As you may have guessed by now, I enjoyed the hell out of Ant-Man. I actually do like Paul Rudd, so I was looking forward to seeing if he could pull off being Ant-Man. The film begins, not with Rudd (Scott Lang), but with a scene from years past showing us a CGI’d Michael Douglas (Dr. Hank Pym) storming out of a meeting with Howard Stark and Agent Carter because Pym didn’t want them abusing his shrinking particle and Marvel wanted to make sure we understood this movie fits into the same universe as the Avengers. Fast forward to present day and we meet Scott Lang (Rudd), a thief being released from prison. We quickly get his background story – divorced dad with a young daughter – then meet his friends (including Michael Pena, who almost steals the entire movie with his brilliance) who want him to pull another burglary with them. As it turns out, they are robbing Pym’s house, which Pym orchestrated in order to convince Lang to become Ant-Man.
Meanwhile, Pym’s old protégé, Darren Cross (Corey Stoll), has nearly duplicated Pym’s work and Pym wants to stop him before he can sell it to the bad guys (no points if you guessed Hydra as the bad guys). Pym thinks Lang is the perfect person to steal Cross’ super-suit (the Yellowjacket) because of his burglary skills. That’s it; that’s the plot. Like Guardians of the Galaxy, the plot is simple and straight-forward, it presents a clear goal, and does a good job developing its main characters so that you care what happens to them.
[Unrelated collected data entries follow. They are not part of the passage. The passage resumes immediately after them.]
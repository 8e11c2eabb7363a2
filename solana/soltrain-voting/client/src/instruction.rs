use borsh::{BorshDeserialize, BorshSerialize};
use solana_program::instruction::{AccountMeta, Instruction};
use solana_program::pubkey::Pubkey;
use solana_program::system_program;

use crate::error::{Result, VotingClientError};
use crate::state::{discriminator, DISCRIMINATOR_LEN};

/// Instructions understood by the voting program, with their arguments.
#[derive(Debug, Clone, PartialEq, Eq)]
pub enum VotingInstruction {
    InitGlobal,
    CreateVotingSession { name: String, description: String },
    RegisterVoter { voter: Pubkey },
    StartProposalsRegistration,
    StopProposalsRegistration,
    StartVotingSession,
    StopVotingSession,
    RegisterProposal { description: String },
    Vote,
    TallyVotes,
}

const INSTRUCTION_NAMES: [&str; 10] = [
    "init_global",
    "create_voting_session",
    "register_voter",
    "start_proposals_registration",
    "stop_proposals_registration",
    "start_voting_session",
    "stop_voting_session",
    "register_proposal",
    "vote",
    "tally_votes",
];

impl VotingInstruction {
    pub fn name(&self) -> &'static str {
        match self {
            VotingInstruction::InitGlobal => INSTRUCTION_NAMES[0],
            VotingInstruction::CreateVotingSession { .. } => INSTRUCTION_NAMES[1],
            VotingInstruction::RegisterVoter { .. } => INSTRUCTION_NAMES[2],
            VotingInstruction::StartProposalsRegistration => INSTRUCTION_NAMES[3],
            VotingInstruction::StopProposalsRegistration => INSTRUCTION_NAMES[4],
            VotingInstruction::StartVotingSession => INSTRUCTION_NAMES[5],
            VotingInstruction::StopVotingSession => INSTRUCTION_NAMES[6],
            VotingInstruction::RegisterProposal { .. } => INSTRUCTION_NAMES[7],
            VotingInstruction::Vote => INSTRUCTION_NAMES[8],
            VotingInstruction::TallyVotes => INSTRUCTION_NAMES[9],
        }
    }

    /// Instruction data: the eight byte instruction discriminator followed by the
    /// Borsh-encoded arguments.
    pub fn pack(&self) -> Result<Vec<u8>> {
        let mut data = discriminator("global", self.name()).to_vec();
        match self {
            VotingInstruction::CreateVotingSession { name, description } => {
                name.serialize(&mut data)?;
                description.serialize(&mut data)?;
            }
            VotingInstruction::RegisterVoter { voter } => voter.serialize(&mut data)?,
            VotingInstruction::RegisterProposal { description } => {
                description.serialize(&mut data)?
            }
            _ => {}
        }
        Ok(data)
    }

    pub fn unpack(input: &[u8]) -> Result<Self> {
        if input.len() < DISCRIMINATOR_LEN {
            return Err(VotingClientError::decode(
                "instruction",
                "data shorter than a discriminator",
            ));
        }
        let (tag, mut rest) = input.split_at(DISCRIMINATOR_LEN);
        let name = INSTRUCTION_NAMES
            .iter()
            .find(|name| discriminator("global", name) == tag)
            .ok_or_else(|| VotingClientError::decode("instruction", "unknown discriminator"))?;

        let instruction = match *name {
            "init_global" => VotingInstruction::InitGlobal,
            "create_voting_session" => VotingInstruction::CreateVotingSession {
                name: String::deserialize(&mut rest)?,
                description: String::deserialize(&mut rest)?,
            },
            "register_voter" => VotingInstruction::RegisterVoter {
                voter: Pubkey::deserialize(&mut rest)?,
            },
            "start_proposals_registration" => VotingInstruction::StartProposalsRegistration,
            "stop_proposals_registration" => VotingInstruction::StopProposalsRegistration,
            "start_voting_session" => VotingInstruction::StartVotingSession,
            "stop_voting_session" => VotingInstruction::StopVotingSession,
            "register_proposal" => VotingInstruction::RegisterProposal {
                description: String::deserialize(&mut rest)?,
            },
            "vote" => VotingInstruction::Vote,
            _ => VotingInstruction::TallyVotes,
        };
        if !rest.is_empty() {
            return Err(VotingClientError::decode(
                "instruction",
                format!("{} unexpected trailing bytes", rest.len()),
            ));
        }
        Ok(instruction)
    }
}

fn build(
    program_id: &Pubkey,
    instruction: &VotingInstruction,
    accounts: Vec<AccountMeta>,
) -> Result<Instruction> {
    Ok(Instruction::new_with_bytes(
        *program_id,
        &instruction.pack()?,
        accounts,
    ))
}

pub fn init_global(program_id: &Pubkey, owner: &Pubkey, global: &Pubkey) -> Result<Instruction> {
    build(
        program_id,
        &VotingInstruction::InitGlobal,
        vec![
            AccountMeta::new(*global, false),
            AccountMeta::new(*owner, true),
            AccountMeta::new_readonly(system_program::id(), false),
        ],
    )
}

pub fn create_voting_session(
    program_id: &Pubkey,
    owner: &Pubkey,
    session: &Pubkey,
    global: &Pubkey,
    name: String,
    description: String,
) -> Result<Instruction> {
    build(
        program_id,
        &VotingInstruction::CreateVotingSession { name, description },
        vec![
            AccountMeta::new(*session, false),
            AccountMeta::new(*global, false),
            AccountMeta::new(*owner, true),
            AccountMeta::new_readonly(system_program::id(), false),
        ],
    )
}

pub fn register_voter(
    program_id: &Pubkey,
    admin: &Pubkey,
    session: &Pubkey,
    voter_account: &Pubkey,
    voter: Pubkey,
) -> Result<Instruction> {
    build(
        program_id,
        &VotingInstruction::RegisterVoter { voter },
        vec![
            AccountMeta::new(*admin, true),
            AccountMeta::new(*session, false),
            AccountMeta::new(*voter_account, false),
            AccountMeta::new_readonly(system_program::id(), false),
        ],
    )
}

pub fn start_proposals_registration(
    program_id: &Pubkey,
    admin: &Pubkey,
    session: &Pubkey,
    blank_proposal: &Pubkey,
) -> Result<Instruction> {
    build(
        program_id,
        &VotingInstruction::StartProposalsRegistration,
        vec![
            AccountMeta::new(*admin, true),
            AccountMeta::new(*session, false),
            AccountMeta::new(*blank_proposal, false),
            AccountMeta::new_readonly(system_program::id(), false),
        ],
    )
}

/// Builds one of the transitions that only touch the session account.
pub fn session_transition(
    program_id: &Pubkey,
    instruction: VotingInstruction,
    admin: &Pubkey,
    session: &Pubkey,
) -> Result<Instruction> {
    match instruction {
        VotingInstruction::StopProposalsRegistration
        | VotingInstruction::StartVotingSession
        | VotingInstruction::StopVotingSession => build(
            program_id,
            &instruction,
            vec![
                AccountMeta::new(*admin, true),
                AccountMeta::new(*session, false),
                AccountMeta::new_readonly(system_program::id(), false),
            ],
        ),
        other => Err(VotingClientError::validation(format!(
            "`{}` is not a plain session transition",
            other.name()
        ))),
    }
}

pub fn register_proposal(
    program_id: &Pubkey,
    proposer: &Pubkey,
    session: &Pubkey,
    voter_account: &Pubkey,
    proposal: &Pubkey,
    description: String,
) -> Result<Instruction> {
    build(
        program_id,
        &VotingInstruction::RegisterProposal { description },
        vec![
            AccountMeta::new(*proposer, true),
            AccountMeta::new(*session, false),
            AccountMeta::new(*voter_account, false),
            AccountMeta::new(*proposal, false),
            AccountMeta::new_readonly(system_program::id(), false),
        ],
    )
}

pub fn vote(
    program_id: &Pubkey,
    voter: &Pubkey,
    session: &Pubkey,
    voter_account: &Pubkey,
    proposal: &Pubkey,
) -> Result<Instruction> {
    build(
        program_id,
        &VotingInstruction::Vote,
        vec![
            AccountMeta::new(*voter, true),
            AccountMeta::new_readonly(*session, false),
            AccountMeta::new(*voter_account, false),
            AccountMeta::new(*proposal, false),
            AccountMeta::new_readonly(system_program::id(), false),
        ],
    )
}

/// `proposals` must list every proposal account of the session; the program rejects
/// the tally otherwise.
pub fn tally_votes(
    program_id: &Pubkey,
    admin: &Pubkey,
    session: &Pubkey,
    proposals: &[Pubkey],
) -> Result<Instruction> {
    let mut accounts = vec![
        AccountMeta::new(*admin, true),
        AccountMeta::new(*session, false),
        AccountMeta::new_readonly(system_program::id(), false),
    ];
    accounts.extend(
        proposals
            .iter()
            .map(|proposal| AccountMeta::new_readonly(*proposal, false)),
    );
    build(program_id, &VotingInstruction::TallyVotes, accounts)
}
They even toss in a good confrontation and clichéd romance in the form of Pym’s daughter, Hope (Evangeline Lilly), who wants to don the ant-man suit herself (and makes a very convincing case as to why). The rest of the film is just Marvel doing what it does best – action mixed with comedy mixed with fun.
I wish I had more to say, but I’m not sure there is anything left to say when it comes to Marvel’s movies (the ones in the Marvel Cinematic Universe, that is). Ant-Man has erased the bland aftertaste from Jurassic World, Mad Max: Fury Road, and Terminator: Genisys and is easily as entertaining as The Avengers: Age of Ultron. The only real question left is if they can save some of their other properties from being destroyed. Spider-Man is on its third Spider-Man and the trailer for the reboot of The Fantastic Four made me think the 2005 Fantastic Four wasn’t all that bad (it really was). I’m sure there’s someone left over there with a soul to sell.
Rating: Worth as much as those three previous reboots I mentioned – combined.